Worse still, cycling infrastructure is often placed in affluent areas where few people cycle, while densely populated, lower-income neighborhoods—where demand is high—remain underserved. When official planning documents do mention cycling, it is usually framed as part of beautification or recreational projects, not as a core mode of transport.

“What we’re seeing is not the absence of cycling, but the absence of institutional support,” said Rahul Goel, an assistant professor at IIT Delhi and a co-author of the study. “Cycling survives through informal systems that policymakers barely acknowledge.”

The hidden systems keeping cycling alive

Despite neglect, cycling in Dhaka persists through informal networks: roadside repair shops, secondhand bicycle markets, and community-based support systems. These networks make cycling affordable and accessible for low-income users—but they are fragile.

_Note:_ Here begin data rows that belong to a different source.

//! Per-queue ordered message buffer.
//!
//! Nodes form a doubly linked chain keyed by internal id, so append and
//! removal by id are O(1). Two cursors walk the chain:
//! - `deliverable`: the next node not yet handed out; everything before it
//!   is in flight.
//! - `first_undeliverable`: the first node at or after `deliverable` whose
//!   content is not in memory. Delivery stops there until the content has
//!   been read back from the store.

use std::collections::HashMap;
use std::fmt;
use std::sync::{Arc, Weak};

use parking_lot::Mutex;
use tracing::{debug, trace, warn};

use crate::broker::message::{DetachableMessage, Message};
use crate::persistence::StoredMessage;
use crate::utils::StoreError;

/// Loads message content for bare buffer nodes.
pub trait MessageReader: Send + Sync {
    /// Requests the content of `id`. The answer arrives later through
    /// [`QueueBuffer::mark_filled`] or [`QueueBuffer::mark_fill_failed`].
    fn fill(&self, buffer: Weak<QueueBuffer>, id: u64) -> Result<(), StoreError>;
}

#[derive(Debug, Clone, Copy, PartialEq, Eq)]
pub enum NodeState {
    /// Only the id and owning-queue handle are in memory.
    Bare,
    SubmittedForFilling,
    Full,
    /// Never cleared and never counted against the cache limit.
    Indelible,
}

impl NodeState {
    fn has_content(self) -> bool {
        matches!(self, NodeState::Full | NodeState::Indelible)
    }
}

struct Node {
    prev: Option<u64>,
    next: Option<u64>,
    detachable: Arc<DetachableMessage>,
    message: Option<Message>,
    state: NodeState,
    delivered: bool,
}

#[derive(Default)]
struct Inner {
    nodes: HashMap<u64, Node>,
    first: Option<u64>,
    last: Option<u64>,
    deliverable: Option<u64>,
    first_undeliverable: Option<u64>,
    full: usize,
    filling: usize,
    indelible: usize,
    in_flight: usize,
    undelivered: usize,
}

impl Inner {
    fn has_content(&self, id: u64) -> bool {
        self.nodes.get(&id).is_some_and(|node| node.state.has_content())
    }

    fn next_of(&self, id: u64) -> Option<u64> {
        self.nodes.get(&id).and_then(|node| node.next)
    }

    /// First node starting at `from` that has no content in memory.
    fn skip_full(&self, mut from: Option<u64>) -> Option<u64> {
        while let Some(id) = from {
            if !self.has_content(id) {
                return Some(id);
            }
            from = self.next_of(id);
        }
        None
    }

    fn link_last(&mut self, message: Option<Message>, detachable: Arc<DetachableMessage>, state: NodeState) -> u64 {
        let id = detachable.internal_id();
        let node = Node {
            prev: self.last,
            next: None,
            detachable,
            message,
            state,
            delivered: false,
        };

        if let Some(previous) = self.last.and_then(|last| self.nodes.get_mut(&last)) {
            previous.next = Some(id);
        }
        self.nodes.insert(id, node);
        self.last = Some(id);
        if self.first.is_none() {
            self.first = Some(id);
        }
        if self.deliverable.is_none() {
            self.deliverable = Some(id);
        }
        if !state.has_content() && self.first_undeliverable.is_none() {
            self.first_undeliverable = Some(id);
        }

        match state {
            NodeState::Full => self.full += 1,
            NodeState::Indelible => self.indelible += 1,
            NodeState::Bare | NodeState::SubmittedForFilling => {}
        }
        self.undelivered += 1;
        id
    }

    fn unlink(&mut self, id: u64) -> Option<Node> {
        let node = self.nodes.remove(&id)?;

        match node.prev.and_then(|prev| self.nodes.get_mut(&prev)) {
            Some(prev) => prev.next = node.next,
            None => self.first = node.next,
        }
        match node.next.and_then(|next| self.nodes.get_mut(&next)) {
            Some(next) => next.prev = node.prev,
            None => self.last = node.prev,
        }

        if self.deliverable == Some(id) {
            self.deliverable = node.next;
        }
        if self.first_undeliverable == Some(id) {
            self.first_undeliverable = self.skip_full(node.next);
        }

        match node.state {
            NodeState::Full => self.full -= 1,
            NodeState::Indelible => self.indelible -= 1,
            NodeState::SubmittedForFilling => self.filling -= 1,
            NodeState::Bare => {}
        }
        if node.delivered {
            self.in_flight -= 1;
        } else {
            self.undelivered -= 1;
        }
        Some(node)
    }
}

pub struct QueueBuffer {
    queue: String,
    in_memory_limit: usize,
    indelible_limit: usize,
    reader: Option<Arc<dyn MessageReader>>,
    this: Weak<QueueBuffer>,
    inner: Mutex<Inner>,
}

impl QueueBuffer {
    /// A buffer backed by `reader` that keeps at most `in_memory_limit`
    /// persistent messages with content in memory.
    pub fn new(
        queue: &str,
        in_memory_limit: usize,
        indelible_limit: usize,
        reader: Option<Arc<dyn MessageReader>>,
    ) -> Arc<Self> {
        Arc::new_cyclic(|this| Self {
            queue: queue.to_string(),
            in_memory_limit,
            indelible_limit,
            reader,
            this: this.clone(),
            inner: Mutex::new(Inner::default()),
        })
    }

    /// Buffer of a queue that never persists anything.
    pub fn in_memory(queue: &str, max_depth: usize) -> Arc<Self> {
        Self::new(queue, 0, max_depth, None)
    }

    pub fn queue(&self) -> &str {
        &self.queue
    }

    /// Appends a persistent message. Past the cache limit, or behind a node
    /// already waiting for content, only the bare node is kept.
    pub fn add(&self, message: Message) {
        let mut inner = self.inner.lock();
        self.link(&mut inner, message);
    }

    fn link(&self, inner: &mut Inner, message: Message) {
        let over_limit = inner.full + inner.filling >= self.in_memory_limit;
        if self.reader.is_some() && (over_limit || inner.first_undeliverable.is_some()) {
            let detachable = message.detachable().clone();
            inner.link_last(None, detachable, NodeState::Bare);
        } else {
            let detachable = message.detachable().clone();
            inner.link_last(Some(message), detachable, NodeState::Full);
        }
    }

    /// Bulk load of recovered messages, eager while they fit in the cache.
    pub fn add_all(&self, messages: impl IntoIterator<Item = Message>) {
        let mut inner = self.inner.lock();
        for message in messages {
            self.link(&mut inner, message);
        }
    }

    /// Appends a node whose content is read from the store on demand.
    pub fn add_bare(&self, message: &Message) {
        self.inner
            .lock()
            .link_last(None, message.detachable().clone(), NodeState::Bare);
    }

    /// Appends a message that is never persisted. Returns `false` when the
    /// indelible limit is reached.
    pub fn add_indelible(&self, message: Message) -> bool {
        let mut inner = self.inner.lock();
        if inner.indelible >= self.indelible_limit {
            return false;
        }
        let detachable = message.detachable().clone();
        inner.link_last(Some(message), detachable, NodeState::Indelible);
        true
    }

    /// Unlinks `id`. Unknown ids are logged and ignored.
    pub fn remove(&self, id: u64) -> bool {
        let (removed, fills) = {
            let mut inner = self.inner.lock();
            let removed = inner.unlink(id).is_some();
            (removed, self.collect_fills(&mut inner))
        };

        if !removed {
            debug!(queue = %self.queue, id, "message not in buffer, nothing to remove");
        }
        self.submit_fills(fills);
        removed
    }

    pub fn remove_all(&self, ids: impl IntoIterator<Item = u64>) {
        let fills = {
            let mut inner = self.inner.lock();
            for id in ids {
                if inner.unlink(id).is_none() {
                    debug!(queue = %self.queue, id, "message not in buffer, nothing to remove");
                }
            }
            self.collect_fills(&mut inner)
        };
        self.submit_fills(fills);
    }

    /// Hands out the message at the deliverable cursor and advances it. The
    /// node stays in the buffer until it is removed.
    pub fn get_first_deliverable(&self) -> Option<Message> {
        let (message, fills) = {
            let mut inner = self.inner.lock();
            let fills = self.collect_fills(&mut inner);
            (Self::take_deliverable(&mut inner), fills)
        };
        self.submit_fills(fills);
        message
    }

    fn take_deliverable(inner: &mut Inner) -> Option<Message> {
        let id = inner.deliverable?;
        if inner.first_undeliverable == Some(id) {
            return None;
        }

        let node = inner.nodes.get_mut(&id)?;
        let message = node.message.clone()?;
        node.delivered = true;
        inner.deliverable = node.next;
        inner.in_flight += 1;
        inner.undelivered -= 1;
        Some(message)
    }

    /// Marks up to the free cache capacity of bare nodes as submitted.
    fn collect_fills(&self, inner: &mut Inner) -> Vec<u64> {
        if self.reader.is_none() {
            return Vec::new();
        }

        let mut capacity = self
            .in_memory_limit
            .saturating_sub(inner.full + inner.filling);
        let mut fills = Vec::new();
        let mut cursor = inner.first_undeliverable;
        while capacity > 0 {
            let Some(id) = cursor else { break };
            let Some(node) = inner.nodes.get_mut(&id) else { break };
            if node.state == NodeState::Bare {
                node.state = NodeState::SubmittedForFilling;
                inner.filling += 1;
                fills.push(id);
                capacity -= 1;
            }
            cursor = node.next;
        }
        fills
    }

    fn submit_fills(&self, fills: Vec<u64>) {
        let Some(reader) = &self.reader else { return };
        for id in fills {
            if let Err(e) = reader.fill(self.this.clone(), id) {
                warn!(queue = %self.queue, id, error = %e, "could not request message content");
                self.mark_fill_failed(id);
            }
        }
    }

    /// Content for a submitted node has been read back.
    pub fn mark_filled(&self, id: u64, stored: StoredMessage) {
        let mut inner = self.inner.lock();
        let Some(node) = inner.nodes.get_mut(&id) else {
            warn!(queue = %self.queue, id, "filled message is no longer in the buffer");
            return;
        };
        if node.state != NodeState::SubmittedForFilling {
            trace!(queue = %self.queue, id, state = ?node.state, "ignoring fill");
            return;
        }

        node.message = Some(stored.into_message_with(node.detachable.clone()));
        node.state = NodeState::Full;
        inner.filling -= 1;
        inner.full += 1;
        if inner.first_undeliverable == Some(id) {
            inner.first_undeliverable = inner.skip_full(Some(id));
        }
    }

    /// Puts a submitted node back to bare so a later call retries it.
    pub fn mark_fill_failed(&self, id: u64) {
        let mut inner = self.inner.lock();
        let Some(node) = inner.nodes.get_mut(&id) else {
            warn!(queue = %self.queue, id, "failed fill for a message no longer in the buffer");
            return;
        };
        if node.state == NodeState::SubmittedForFilling {
            node.state = NodeState::Bare;
            inner.filling -= 1;
        }
    }

    /// No stored content was found for `id`.
    ///
    /// While this queue still owns the message its insert has not reached
    /// storage yet, so the node goes back to bare. Otherwise the message is
    /// gone and the node is dropped. Never requests more content, so the
    /// store pipeline can call it.
    pub fn mark_missing(&self, id: u64) {
        let mut inner = self.inner.lock();
        let Some(node) = inner.nodes.get_mut(&id) else {
            return;
        };
        if node.detachable.is_attached_to(&self.queue) {
            if node.state == NodeState::SubmittedForFilling {
                node.state = NodeState::Bare;
                inner.filling -= 1;
            }
            debug!(queue = %self.queue, id, "message content not stored yet");
        } else if inner.unlink(id).is_some() {
            warn!(queue = %self.queue, id, "message missing from store, dropped");
        }
    }

    /// Empties the buffer and returns what it held.
    pub fn clear(&self) -> Vec<Arc<DetachableMessage>> {
        let mut inner = self.inner.lock();
        let mut removed = Vec::with_capacity(inner.nodes.len());
        let mut cursor = inner.first;
        while let Some(id) = cursor {
            cursor = inner.next_of(id);
            if let Some(node) = inner.nodes.get(&id) {
                removed.push(node.detachable.clone());
            }
        }
        *inner = Inner::default();
        removed
    }

    pub fn size(&self) -> usize {
        self.inner.lock().nodes.len()
    }

    pub fn is_empty(&self) -> bool {
        self.size() == 0
    }

    pub fn in_flight(&self) -> usize {
        self.inner.lock().in_flight
    }

    pub fn undelivered(&self) -> usize {
        self.inner.lock().undelivered
    }

    pub fn contains(&self, id: u64) -> bool {
        self.inner.lock().nodes.contains_key(&id)
    }

    pub fn detachable(&self, id: u64) -> Option<Arc<DetachableMessage>> {
        self.inner
            .lock()
            .nodes
            .get(&id)
            .map(|node| node.detachable.clone())
    }

    pub fn state_of(&self, id: u64) -> Option<NodeState> {
        self.inner.lock().nodes.get(&id).map(|node| node.state)
    }

    /// Ids from first to last.
    pub fn ids(&self) -> Vec<u64> {
        let inner = self.inner.lock();
        let mut ids = Vec::with_capacity(inner.nodes.len());
        let mut cursor = inner.first;
        while let Some(id) = cursor {
            ids.push(id);
            cursor = inner.next_of(id);
        }
        ids
    }
}

impl fmt::Debug for QueueBuffer {
    fn fmt(&self, f: &mut fmt::Formatter<'_>) -> fmt::Result {
        let inner = self.inner.lock();
        f.debug_struct("QueueBuffer")
            .field("queue", &self.queue)
            .field("size", &inner.nodes.len())
            .field("in_flight", &inner.in_flight)
            .field("full", &inner.full)
            .field("filling", &inner.filling)
            .field("indelible", &inner.indelible)
            .finish()
    }
}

The study warns that without policy support; these informal systems may not survive. As incomes rise and roads become more hostile, many current cyclists could shift to motorcycles or private cars, increasing congestion and pollution.

A missed chance for clean air and better health

Bangladesh is among the countries most affected by air pollution, with the transport sector a major contributor. Yet cycling—one of the cleanest, cheapest, and healthiest forms of mobility—barely features in national or city-level transport strategies.

According to the researchers, focusing on making cycling safer for people who already ride could deliver immediate benefits: lower emissions, cleaner air, and better health outcomes, particularly for low-income communities.

“By addressing the risks faced by those who already cycle, we can prevent a shift toward private motor vehicles as wealth increases,” said Smruthi Bala Kannan, who led the study.

University of Chicago associate professor Kavi Bhalla, another co-author, stressed that cycling also plays a critical role in addressing public health challenges.

“Cycling holds great promise for tackling the dual health epidemics of under- and over-nutrition,” he said. “It also has enormous potential to reduce urban air pollution and mitigate the health impacts of greenhouse gas emissions in low- and middle-income countries.”

Why copying Western models won’t work

The study cautions against simply importing cycling policies from Europe or North America.

Cities like Dhaka face different challenges: extreme heat, flooding, informal employment patterns, and dense neighborhoods with limited road space. Effective cycling policies, the researchers argue, must be locally designed—focusing on road safety, climate resilience, and connected cycling networks where people actually live and work.

They also call for stronger involvement from health and environment ministries, rather than leaving cycling solely to transport authorities. Cycling, they argue, is not just a transport issue—it is a public health, equity, and climate issue.